## DESCRIPTION OF THE TASK
Copy the result of filtering the entries below for lines that include the string "Full".

■ ■ ■

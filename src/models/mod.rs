use chrono::{DateTime, Utc};
use serde::{Deserialize, Serialize};

/// Upstream marker for "field not available".
pub const NOT_AVAILABLE: &str = "N/A";

/// Results per upstream search page.
pub const PAGE_SIZE: u32 = 10;

const PLACEHOLDER_BASE: &str = "https://via.placeholder.com";
const PLACEHOLDER_COLORS: &str = "1e293b/f1f5f9";

/// Movie record as it appears in a search result list.
///
/// Field names follow the upstream JSON so the same shape is used on the
/// wire and in persisted favorites.
#[derive(Debug, Clone, Default, PartialEq, Eq, Serialize, Deserialize)]
pub struct MovieSummary {
    #[serde(rename = "imdbID")]
    pub id: String,
    #[serde(rename = "Title", default)]
    pub title: String,
    #[serde(rename = "Year", default)]
    pub year: String,
    #[serde(rename = "Poster", default)]
    pub poster_url: String,
    #[serde(rename = "Type", default)]
    pub media_type: String,
}

#[derive(Debug, Clone, Default, PartialEq, Eq, Serialize, Deserialize)]
pub struct Rating {
    #[serde(rename = "Source")]
    pub source: String,
    #[serde(rename = "Value")]
    pub value: String,
}

#[derive(Debug, Clone, Default, PartialEq, Eq, Serialize, Deserialize)]
#[serde(default)]
pub struct MovieDetails {
    #[serde(rename = "imdbID")]
    pub id: String,
    #[serde(rename = "Title")]
    pub title: String,
    #[serde(rename = "Year")]
    pub year: String,
    #[serde(rename = "Poster")]
    pub poster_url: String,
    #[serde(rename = "Type")]
    pub media_type: String,
    #[serde(rename = "Rated")]
    pub rated: String,
    #[serde(rename = "Released")]
    pub released: String,
    #[serde(rename = "Runtime")]
    pub runtime: String,
    #[serde(rename = "Genre")]
    pub genre: String,
    #[serde(rename = "Director")]
    pub director: String,
    #[serde(rename = "Writer")]
    pub writer: String,
    #[serde(rename = "Actors")]
    pub actors: String,
    #[serde(rename = "Plot")]
    pub plot: String,
    #[serde(rename = "Language")]
    pub language: String,
    #[serde(rename = "Country")]
    pub country: String,
    #[serde(rename = "Awards")]
    pub awards: String,
    #[serde(rename = "Ratings")]
    pub ratings: Vec<Rating>,
    #[serde(rename = "Metascore")]
    pub metascore: String,
    #[serde(rename = "imdbRating")]
    pub imdb_rating: String,
    #[serde(rename = "imdbVotes")]
    pub imdb_votes: String,
    #[serde(rename = "DVD", skip_serializing_if = "Option::is_none")]
    pub dvd: Option<String>,
    #[serde(rename = "BoxOffice", skip_serializing_if = "Option::is_none")]
    pub box_office: Option<String>,
    #[serde(rename = "Production", skip_serializing_if = "Option::is_none")]
    pub production: Option<String>,
    #[serde(rename = "Website", skip_serializing_if = "Option::is_none")]
    pub website: Option<String>,
    #[serde(rename = "Response")]
    pub response: String,
}

impl MovieDetails {
    /// Summary of this record as a search result would show it. A
    /// details-sized placeholder poster is swapped for the card-sized one.
    pub fn summary(&self) -> MovieSummary {
        let poster_url = if self.poster_url == placeholder_poster(&self.title, PosterSize::Full) {
            placeholder_poster(&self.title, PosterSize::Card)
        } else {
            self.poster_url.clone()
        };

        MovieSummary {
            id: self.id.clone(),
            title: self.title.clone(),
            year: self.year.clone(),
            poster_url,
            media_type: self.media_type.clone(),
        }
    }
}

/// A favorited movie. Serialized flat: the movie fields plus `addedAt`.
#[derive(Debug, Clone, PartialEq, Eq, Serialize, Deserialize)]
pub struct FavoriteEntry {
    #[serde(flatten)]
    pub movie: MovieSummary,
    #[serde(rename = "addedAt")]
    pub added_at: DateTime<Utc>,
}

impl FavoriteEntry {
    pub fn new(movie: MovieSummary) -> Self {
        Self {
            movie,
            added_at: Utc::now(),
        }
    }

    pub fn id(&self) -> &str {
        &self.movie.id
    }
}

/// Poster dimensions used when generating placeholder art.
#[derive(Debug, Clone, Copy, PartialEq, Eq)]
pub enum PosterSize {
    /// Search result grid.
    Card,
    /// Details view.
    Full,
}

impl PosterSize {
    fn dimensions(self) -> &'static str {
        match self {
            PosterSize::Card => "300x450",
            PosterSize::Full => "400x600",
        }
    }
}

pub fn is_missing_poster(poster_url: &str) -> bool {
    poster_url.is_empty() || poster_url == NOT_AVAILABLE
}

/// Deterministic placeholder image carrying the title as its caption.
pub fn placeholder_poster(title: &str, size: PosterSize) -> String {
    format!(
        "{}/{}/{}?text={}",
        PLACEHOLDER_BASE,
        size.dimensions(),
        PLACEHOLDER_COLORS,
        urlencoding::encode(title)
    )
}

/// Replaces a missing or "N/A" poster with a placeholder, leaving real URLs untouched.
pub fn normalize_poster(poster_url: &mut String, title: &str, size: PosterSize) {
    if is_missing_poster(poster_url) {
        *poster_url = placeholder_poster(title, size);
    }
}

pub fn total_pages(total_results: u32) -> u32 {
    total_results.div_ceil(PAGE_SIZE)
}

#[derive(Debug, Clone, Copy, PartialEq, Eq)]
pub struct Pagination {
    pub current_page: u32,
    pub total_pages: u32,
    pub total_results: u32,
    pub has_next_page: bool,
    pub has_prev_page: bool,
}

■ ■ ■

## RESPONSE BOX
        let poster_url = if self.poster_url == placeholder_poster(&self.title, PosterSize::Full) {
    Full,
            PosterSize::Full => "400x600",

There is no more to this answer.